1905

 

The decisive events of the revolution took place in the towns. But the countryside was not quiet either. It began to stir noisily, clumsily, stumbling as though awakened from a long sleep; but even its first, uncertain movements made the ruling classes’ hair stand on end.

During the two or three years preceding the revolution, relations between peasants and landowners had become extremely exacerbated. “Misunderstandings” were constantly flaring up, now here, now there. From the spring of 1905 the ferment in the countryside grew in a menacing way, assuming different forms in different parts of the country. In rough outline there were three principal areas of the peasant “revolution”: 1) the north which was distinguished by considerable development of the processing industries; 2) the southeast, relatively rich in land; and 3) the center, where land penury was further aggravated by the piteous state of industry. Thc peasant movement, in turn, developed four main types of struggle: takeover of landowners’ lands accompanied by eviction of the landowners and wrecking of their estates, with the object of extending the lands available to peasants for their own use; seizure of grain, cattle, and hay and felling of forests, for the immediate satisfaction of the needs of famine-stricken villages; a strike and boycott movement aimed either at reduction in land rents or wage increases and, finally, refusal to supply recruits or pay taxes and debts. These forms of struggle, in different combinations, spread over the country, being adapted to the economic conditions of each region. The peasant movement was at its most violent in the underprivileged central region; here, the wrecking of landowners’ homes and property was devastating. Strikes and boycotts were practiced principally in the south; and in the north, where the movement was weakest, the felling of forests was its most common form of expression. Wherever economic discontent began to be mixed with radical political demands, the peasant refused to recognize the administrative authorities and to pay taxes. Let us take a closer look at the peasants’ way of making revolution.

In Samara province the disorders spread to four districts. At first, the peasants would come to farms owned by landowners and take away nothing but cattle food, making a precise count of the cattle belonging to each farm, leaving the exact amount of food necessary to feed it, and removing the rest in their carts. The peasants acted quietly, without violence, trying to reach agreement so that there might be “no unpleasantness.” They explained to the owner that these were new times and people had to live in a new way, more fairly; those who owned a lot should share with those who owned nothing, etc.

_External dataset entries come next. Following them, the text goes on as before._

use warden_core::{Context, Error};
use warden_utils::embed::image_embed;

use crate::CommandMeta;

pub const META: CommandMeta = CommandMeta {
    name: "cat",
    desc: "Get a picture of a random cute cat.",
    category: "fun",
    usage: "/cat",
};

// Serves a fresh image on every request.
const CAT_IMAGE_URL: &str = "https://cataas.com/cat";

#[poise::command(slash_command, category = "Fun")]
pub async fn cat(ctx: Context<'_>) -> Result<(), Error> {
    let embed = image_embed("🐱 Here's a cute cat!", CAT_IMAGE_URL);

    ctx.send(poise::CreateReply::default().embed(embed)).await?;
    Ok(())
}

Later, groups of “delegates” would appear at the railway stations where large quantities of landowners’ grain were stored. They would ascertain whose grain it was and announce that “by common decision” they were going to take it away with them.

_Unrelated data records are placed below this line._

use tracing::error;

use poise::serenity_prelude as serenity;

use warden_core::{Context, Error};
use warden_utils::permissions::has_user_permission;

use crate::CommandMeta;
use crate::moderation::embeds::{
    action_failed_message, guild_only_message, is_missing_permissions_error,
    permission_denied_message,
};

pub const META: CommandMeta = CommandMeta {
    name: "purge",
    desc: "Bulk delete the latest messages in this channel (1-100).",
    category: "moderation",
    usage: "/purge <amount>",
};

const MAX_PURGE: u16 = 100;

#[poise::command(slash_command, category = "Moderation", ephemeral)]
pub async fn purge(
    ctx: Context<'_>,
    #[description = "Number of messages to delete (1-100)"]
    #[min = 1]
    #[max = 100]
    amount: u16,
) -> Result<(), Error> {
    let Some(guild_id) = ctx.guild_id() else {
        ctx.say(guild_only_message()).await?;
        return Ok(());
    };

    // Bulk deletion can outlast the interaction deadline; acknowledge
    // first, report afterwards.
    ctx.defer_ephemeral().await?;

    if !has_user_permission(
        ctx.http(),
        guild_id,
        ctx.author().id,
        serenity::Permissions::MANAGE_MESSAGES,
    )
    .await?
    {
        ctx.say(permission_denied_message()).await?;
        return Ok(());
    }

    let amount = amount.clamp(1, MAX_PURGE);

    let channel_id = ctx.channel_id();
    let messages = channel_id
        .messages(ctx.http(), serenity::GetMessages::new().limit(amount as u8))
        .await?;

    let ids: Vec<serenity::MessageId> = messages.into_iter().map(|message| message.id).collect();

    if ids.is_empty() {
        ctx.say("No messages found to delete.").await?;
        return Ok(());
    }

    let deleted = ids.len();
    let delete_result = if deleted == 1 {
        channel_id.delete_message(ctx.http(), ids[0]).await
    } else {
        channel_id.delete_messages(ctx.http(), ids).await
    };

    if let Err(source) = delete_result {
        if is_missing_permissions_error(&source) {
            ctx.say("I don't have permission to delete messages in this channel.")
                .await?;
        } else {
            error!(?source, "purge delete request failed");
            ctx.say(action_failed_message("delete messages", &source))
                .await?;
        }
        return Ok(());
    }

    ctx.say(format!("🧹 Deleted **{}** message(s).", deleted))
        .await?;

    Ok(())
}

“How do you mean, take it away, brothers?” the stationmaster would protest, and then continue: “I shall be held responsible you know ... have pity on me ...” “That’s true,” the terrible “expropriators” then agreed, “we’ve no wish to get you into trouble. The point is, the railway station’s nearer, we didn’t want to go all the way to the farm, it’s so far. But there’s nothing for it, we’ll have to go to ‘Himself’ and take the grain straight out of his barn.” The grain stored at the station would remain untouched, the peasants would go off to the farm and share out the grain stored there in a fair manner. But soon the arguments about the “new times” began to lose their effect on the landowner; he plucked up courage and tried to send the peasants packing. Then the good-natured peasants reared up – and not a stone would be left standing on the master’s property.

In Kherson province large crowds of peasants walked from one estate to another with carts for taking away “shared-out” property. There was no violence and no killing because the frightened landowners and their stewards fled, opening all bolts and shutters at the first demand from the peasants. In the same province an energetic battle was fought for the lowering of land rent. The prices were fixed by the peasants’ associations on the basis of “justice.” From Bezyukov Monastery alone 15,000 dessyatins were taken without payment on the ground that “monks ought to pray to God, not buy and sell land for profit.”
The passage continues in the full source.